Numerous writers responded, including News Editor Erin Gloria Ryan of Jezebel, who described selfies as a cry for help, a sign that we are in desperate need of validation from others.

“Young women take selfies because they don’t derive their sense of worth from themselves, they rely on others to bestow their self-worth on them — just as they’ve been taught,” she wrote. 

But I think her view ultimately reduces why people use technology and choose to manipulate their own image. 

Online reaction largely critcized Ryan’s article for its limited view of why people take selfies, as well as for her implied desire to erase the existence of self documentation. Social media users started using the hashtag #FeministSelfie to extend the conversation outside the Jezebel article, and to document themselves in ways that were goofy and weird and lovely.

Those selfies documented people that deem the practice not as a way to ask, ‘why?’ but, ‘why not?’

Ryan’s interpretation of the photo as a cry for help disregards the personal autonomy and self-esteem of the photographer. For many, selfies are a solution to the problem. They are not looking to please others, but instead to please themselves — to see themselves outside the harsh eyes of others.

During college, I was obsessed with looking at nightlife photography not because I wanted to be photographed, but because I loved the narrative framed around the images. Nightlife photographs give some of the pieces, but let the audience fill in the rest of the story. In my mind, the story was better than anything I could have imagined with just words alone. 

When I was out for the night, however, I did whatever possible to avoid nightlife photographers. I did not want to be captured in their vision, and I did not want others to see what was not there, to form their own narratives and create an idea of the evening that outpaced and outweighed its reality.

In his seminal collection of essays and vignettes on photography entitled “Ghost Image,” French photographer Herve Guibert wrote, “We alone can intercept the gaze that we exchange indirectly through a reflection. The consent in our gaze is our secret alone, a mirage suspended in air that will soon disappear.” 

Guibert’s thoughts are on the photographer as well as the subject. Looking at the camera is a way to provide consent to the one creating the narrative. But if we are the ones creating the image of ourselves, then our consent is a conversation with the self. 

I cannot speak for everyone, but for me, a good selfie is a way to reject how other people see you. It is a way to see oneself as one chooses, not as others see us. It takes control of our own visual narratives, as if saying, ‘This is the story I want to tell.’
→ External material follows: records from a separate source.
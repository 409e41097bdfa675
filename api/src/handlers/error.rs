//! Mapping of domain and request errors onto HTTP responses

use actix_web::{http::StatusCode, HttpResponse, ResponseError};
use std::collections::HashMap;
use thiserror::Error;
use validator::ValidationErrors;

use ac_core::errors::{AuthError, DomainError};
use ac_shared::errors::{error_codes, ErrorResponse, IntoErrorResponse};

/// Errors a handler can return
#[derive(Debug, Error)]
pub enum ApiError {
    /// Failure reported by a core service
    #[error(transparent)]
    Domain(#[from] DomainError),

    /// Request body failed schema validation
    #[error("Invalid request data")]
    Validation(#[from] ValidationErrors),

    /// Missing or unusable bearer credentials
    #[error("{0}")]
    Unauthorized(String),
}

/// HTTP status for a domain error
pub fn domain_status(error: &DomainError) -> StatusCode {
    match error {
        DomainError::Auth(AuthError::UserNotFound) => StatusCode::NOT_FOUND,
        DomainError::NotFound { .. } => StatusCode::NOT_FOUND,
        DomainError::Internal { .. } => StatusCode::INTERNAL_SERVER_ERROR,
        DomainError::Token(ac_core::errors::TokenError::TokenGenerationFailed) => {
            StatusCode::INTERNAL_SERVER_ERROR
        }
        DomainError::Auth(_)
        | DomainError::Token(_)
        | DomainError::Validation { .. }
        | DomainError::ValidationErr(_) => StatusCode::BAD_REQUEST,
    }
}

/// Per-field messages from a failed `validate()` call
fn field_messages(errors: &ValidationErrors) -> HashMap<String, Vec<String>> {
    errors
        .field_errors()
        .into_iter()
        .map(|(field, errors)| {
            let messages = errors
                .iter()
                .map(|e| {
                    e.message
                        .as_ref()
                        .map(|m| m.to_string())
                        .unwrap_or_else(|| e.code.to_string())
                })
                .collect();
            (field.to_string(), messages)
        })
        .collect()
}

impl ApiError {
    /// Body sent to the client
    pub fn to_error_response(&self) -> ErrorResponse {
        match self {
            ApiError::Domain(error) => error.to_error_response(),
            ApiError::Validation(errors) => ErrorResponse::new(
                error_codes::VALIDATION_ERROR,
                "Invalid request data.",
            )
            .add_detail("fields", field_messages(errors)),
            ApiError::Unauthorized(message) => {
                ErrorResponse::new(error_codes::UNAUTHORIZED, message.clone())
            }
        }
    }
}

impl ResponseError for ApiError {
    fn status_code(&self) -> StatusCode {
        match self {
            ApiError::Domain(error) => domain_status(error),
            ApiError::Validation(_) => StatusCode::BAD_REQUEST,
            ApiError::Unauthorized(_) => StatusCode::UNAUTHORIZED,
        }
    }

    fn error_response(&self) -> HttpResponse {
        let status = self.status_code();
        if status.is_server_error() {
            log::error!("Request failed: {:?}", self);
        } else {
            log::warn!("Request rejected ({}): {}", status.as_u16(), self);
        }

        HttpResponse::build(status).json(self.to_error_response())
    }
}

#[cfg(test)]
mod tests {
    use super::*;
    use ac_core::errors::{TokenError, ValidationError};

    #[test]
    fn test_status_mapping() {
        let bad_request = [
            DomainError::Auth(AuthError::MissingIdentity),
            DomainError::Auth(AuthError::DuplicateIdentity {
                field: "email".to_string(),
            }),
            DomainError::Auth(AuthError::CodeNotFound),
            DomainError::Auth(AuthError::CodeExpired),
            DomainError::Auth(AuthError::EmailNotVerified),
            DomainError::Auth(AuthError::InvalidOrExpiredToken),
            DomainError::Auth(AuthError::UnknownFailure),
            DomainError::ValidationErr(ValidationError::InvalidEmail),
            DomainError::Token(TokenError::InvalidTokenFormat),
        ];
        for error in &bad_request {
            assert_eq!(domain_status(error), StatusCode::BAD_REQUEST, "{:?}", error);
        }

        assert_eq!(
            domain_status(&DomainError::Auth(AuthError::UserNotFound)),
            StatusCode::NOT_FOUND
        );
        assert_eq!(
            domain_status(&DomainError::internal("boom")),
            StatusCode::INTERNAL_SERVER_ERROR
        );
    }

    #[test]
    fn test_unauthorized_body() {
        let error = ApiError::Unauthorized("Missing bearer token".to_string());
        assert_eq!(error.status_code(), StatusCode::UNAUTHORIZED);

        let body = error.to_error_response();
        assert_eq!(body.error, error_codes::UNAUTHORIZED);
        assert_eq!(body.message, "Missing bearer token");
    }
}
Sometimes selfies act as a fun documentation of the places in which you were alone. I have selfies inside weird art installations, cool hotel lobbies, and dark club bathrooms. Sometimes I share them, but often, I keep them for myself like an added layer of memory.

Self photography acknowledges that we are alive, that we exist. For people whose existence (say as a woman, or a person of color, or a person with a disability, etc.) is often denied in mainstream culture or reduced to stereotype, perhaps a selfie is a way to control the narrative by documenting their time, alive and moving about the world like the people we see across media platforms. 

Many of the selfies I see are not just about “good hair” or perfect makeup or trying to look sexually desirable. Some post selfies after a long night working on their masters thesis or in celebration of a marathon or as a documentation of their weight-loss. I’ve seen selfies in elaborate stage makeup before theater performances and in the days after being laid off. I don’t think these people are just looking for encouragement or for others to say how pretty they are.

Their selfies feel more like a stake in the land, a declaration of time and place, a sentence in a chapter in the novel of their lives.

Is this giving too much credence to the power of the selfie? Maybe.

There will always be people who only see the selfie as a form of vanity. And there will also always be people who post excessively, who need to insert themselves into the ongoing ‘conversations’ of social media with their visage because they need validation. But for many, the selfie is a project itself. It is a way of seeing oneself in the world and sharing it with others. It is multiple things at once.